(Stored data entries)
━━━━━━━━━━━━━━━━━━━━
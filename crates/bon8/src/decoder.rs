//! `Bon8Decoder` — deserializes BON8 byte spans into value trees.

use crate::constants::*;
use crate::error::Bon8Error;
use crate::value::Bon8Value;

/// BON8 decoder.
///
/// A string has no length prefix, so the decoder accumulates bytes until it
/// meets either the end-of-text code, a byte that starts some other value,
/// or the end of the input. A lead byte in `0xc2..=0xf7` is classified by
/// the byte after it: a continuation byte continues the string, anything
/// else makes the lead the start of a multi-byte integer.
pub struct Bon8Decoder {
    pub data: Vec<u8>,
    pub x: usize,
    max_depth: usize,
}

impl Default for Bon8Decoder {
    fn default() -> Self {
        Self::new()
    }
}

impl Bon8Decoder {
    pub fn new() -> Self {
        Self {
            data: Vec::new(),
            x: 0,
            max_depth: DEFAULT_MAX_DEPTH,
        }
    }

    /// Overrides the container nesting limit.
    pub fn with_max_depth(mut self, max_depth: usize) -> Self {
        self.max_depth = max_depth;
        self
    }

    /// Decodes one value from the start of `input`.
    pub fn decode(&mut self, input: &[u8]) -> Result<Bon8Value, Bon8Error> {
        self.data = input.to_vec();
        self.x = 0;
        self.read_any()
    }

    /// Decodes one value at the current cursor position. Call repeatedly to
    /// recover a sequence of top-level values from one span.
    pub fn read_any(&mut self) -> Result<Bon8Value, Bon8Error> {
        self.read_value(0)
    }

    fn read_value(&mut self, depth: usize) -> Result<Bon8Value, Bon8Error> {
        let mut str_buf: Vec<u8> = Vec::new();
        loop {
            if self.x >= self.data.len() {
                // A trailing string needs no terminator, so reaching the end
                // with accumulated bytes is a complete value.
                if !str_buf.is_empty() {
                    return finish_str(str_buf);
                }
                return Err(Bon8Error::UnexpectedEof);
            }
            let byte = self.data[self.x];
            match byte {
                CODE_EOT => {
                    self.x += 1;
                    return finish_str(str_buf);
                }
                0x00..=0x7f => {
                    str_buf.push(byte);
                    self.x += 1;
                }
                0xc2..=0xf7 => {
                    if self.x + 1 >= self.data.len() {
                        return Err(Bon8Error::IncompleteMultibyte);
                    }
                    let next = self.data[self.x + 1];
                    if is_continuation(next) {
                        let len = multibyte_len(byte);
                        if self.x + len > self.data.len() {
                            return Err(Bon8Error::IncompleteMultibyte);
                        }
                        let seq = &self.data[self.x + 1..self.x + len];
                        if !seq.iter().all(|b| is_continuation(*b)) {
                            return Err(Bon8Error::InvalidUtf8);
                        }
                        str_buf.extend_from_slice(&self.data[self.x..self.x + len]);
                        self.x += len;
                    } else {
                        if !str_buf.is_empty() {
                            return finish_str(str_buf);
                        }
                        return Ok(Bon8Value::Int(self.read_multibyte_int(byte, next)?));
                    }
                }
                // Any other code terminates an open string and is left for
                // the next read.
                _ if !str_buf.is_empty() => return finish_str(str_buf),
                0x80..=0xaf => {
                    self.x += 1;
                    return Ok(Bon8Value::Int((byte - 0x80) as i64));
                }
                0xb0..=0xb9 => {
                    self.x += 1;
                    return Ok(Bon8Value::Int(-((byte - 0xb0) as i64) - 1));
                }
                CODE_FLOAT_MIN_ONE => {
                    self.x += 1;
                    return Ok(Bon8Value::Float(-1.0));
                }
                CODE_FLOAT_ZERO => {
                    self.x += 1;
                    return Ok(Bon8Value::Float(0.0));
                }
                CODE_FLOAT_ONE => {
                    self.x += 1;
                    return Ok(Bon8Value::Float(1.0));
                }
                CODE_ARRAY_EMPTY => {
                    self.x += 1;
                    return Ok(Bon8Value::Array(Vec::new()));
                }
                CODE_OBJECT_EMPTY => {
                    self.x += 1;
                    return Ok(Bon8Value::Object(Vec::new()));
                }
                CODE_NULL => {
                    self.x += 1;
                    return Ok(Bon8Value::Null);
                }
                CODE_FALSE => {
                    self.x += 1;
                    return Ok(Bon8Value::Bool(false));
                }
                CODE_TRUE => {
                    self.x += 1;
                    return Ok(Bon8Value::Bool(true));
                }
                CODE_INT32 => {
                    self.x += 1;
                    let v = self.read_u32().ok_or(Bon8Error::IncompleteInt)?;
                    return Ok(Bon8Value::Int(v as i32 as i64));
                }
                CODE_INT64 => {
                    self.x += 1;
                    let v = self.read_u64().ok_or(Bon8Error::IncompleteInt)?;
                    return Ok(Bon8Value::Int(v as i64));
                }
                CODE_FLOAT32 => {
                    self.x += 1;
                    let v = self.read_u32().ok_or(Bon8Error::IncompleteFloat)?;
                    return Ok(Bon8Value::Float(f32::from_bits(v) as f64));
                }
                CODE_FLOAT64 => {
                    self.x += 1;
                    let v = self.read_u64().ok_or(Bon8Error::IncompleteFloat)?;
                    return Ok(Bon8Value::Float(f64::from_bits(v)));
                }
                CODE_ARRAY => {
                    self.x += 1;
                    return self.read_arr(depth + 1);
                }
                CODE_OBJECT => {
                    self.x += 1;
                    return self.read_obj(depth + 1);
                }
                CODE_EOC => return Err(Bon8Error::UnexpectedEndOfContainer),
            }
        }
    }

    /// Decodes a multi-byte integer whose lead sits at the cursor. `next`
    /// decides the sign: trailing bytes of a negative integer start at
    /// `0xc0`, trailing bytes of a positive integer stay below `0x80`.
    fn read_multibyte_int(&mut self, lead: u8, next: u8) -> Result<i64, Bon8Error> {
        let len = multibyte_len(lead);
        if self.x + len > self.data.len() {
            return Err(Bon8Error::IncompleteMultibyte);
        }
        let b = &self.data[self.x..self.x + len];
        self.x += len;
        if next >= 0xc0 {
            let u: u32 = match len {
                2 => (((lead - 0xc2) as u32) << 6) | (b[1] & 0x3f) as u32,
                3 => {
                    (((lead & 0x0f) as u32) << 14)
                        | (((b[1] & 0x3f) as u32) << 8)
                        | b[2] as u32
                }
                _ => {
                    (((lead & 0x07) as u32) << 22)
                        | (((b[1] & 0x3f) as u32) << 16)
                        | ((b[2] as u32) << 8)
                        | b[3] as u32
                }
            };
            Ok(-(u as i64) - 1)
        } else {
            let v: u32 = match len {
                2 => (((lead - 0xc2) as u32) << 7) | b[1] as u32,
                3 => (((lead & 0x0f) as u32) << 15) | ((b[1] as u32) << 8) | b[2] as u32,
                _ => {
                    (((lead & 0x07) as u32) << 23)
                        | ((b[1] as u32) << 16)
                        | ((b[2] as u32) << 8)
                        | b[3] as u32
                }
            };
            Ok(v as i64)
        }
    }

    fn read_arr(&mut self, depth: usize) -> Result<Bon8Value, Bon8Error> {
        if depth > self.max_depth {
            return Err(Bon8Error::NestingTooDeep);
        }
        let mut values = Vec::new();
        loop {
            if self.x >= self.data.len() {
                return Err(Bon8Error::IncompleteContainer);
            }
            if self.data[self.x] == CODE_EOC {
                self.x += 1;
                return Ok(Bon8Value::Array(values));
            }
            values.push(self.read_value(depth)?);
        }
    }

    fn read_obj(&mut self, depth: usize) -> Result<Bon8Value, Bon8Error> {
        if depth > self.max_depth {
            return Err(Bon8Error::NestingTooDeep);
        }
        let mut pairs: Vec<(String, Bon8Value)> = Vec::new();
        loop {
            if self.x >= self.data.len() {
                return Err(Bon8Error::IncompleteContainer);
            }
            if self.data[self.x] == CODE_EOC {
                self.x += 1;
                return Ok(Bon8Value::Object(pairs));
            }
            let key = match self.read_value(depth)? {
                Bon8Value::Str(s) => s,
                _ => return Err(Bon8Error::NonStringKey),
            };
            if self.x >= self.data.len() {
                return Err(Bon8Error::IncompleteContainer);
            }
            let value = self.read_value(depth)?;
            // First occurrence of a key wins; the duplicate's value still
            // had to be consumed.
            if pairs.iter().any(|(k, _)| k == &key) {
                continue;
            }
            pairs.push((key, value));
        }
    }

    #[inline]
    fn read_u32(&mut self) -> Option<u32> {
        if self.x + 4 > self.data.len() {
            return None;
        }
        let v = u32::from_be_bytes([
            self.data[self.x],
            self.data[self.x + 1],
            self.data[self.x + 2],
            self.data[self.x + 3],
        ]);
        self.x += 4;
        Some(v)
    }

    #[inline]
    fn read_u64(&mut self) -> Option<u64> {
        if self.x + 8 > self.data.len() {
            return None;
        }
        let mut bytes = [0u8; 8];
        bytes.copy_from_slice(&self.data[self.x..self.x + 8]);
        self.x += 8;
        Some(u64::from_be_bytes(bytes))
    }
}

fn finish_str(buf: Vec<u8>) -> Result<Bon8Value, Bon8Error> {
    match String::from_utf8(buf) {
        Ok(s) => Ok(Bon8Value::Str(s)),
        Err(_) => Err(Bon8Error::InvalidUtf8),
    }
}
━━━━━━━━━━━━━━━━━━━━
Task instructions
Where does the word "impl" occur in the records? Return every line that holds it.

Completed task
impl Default for Bon8Decoder {
impl Bon8Decoder {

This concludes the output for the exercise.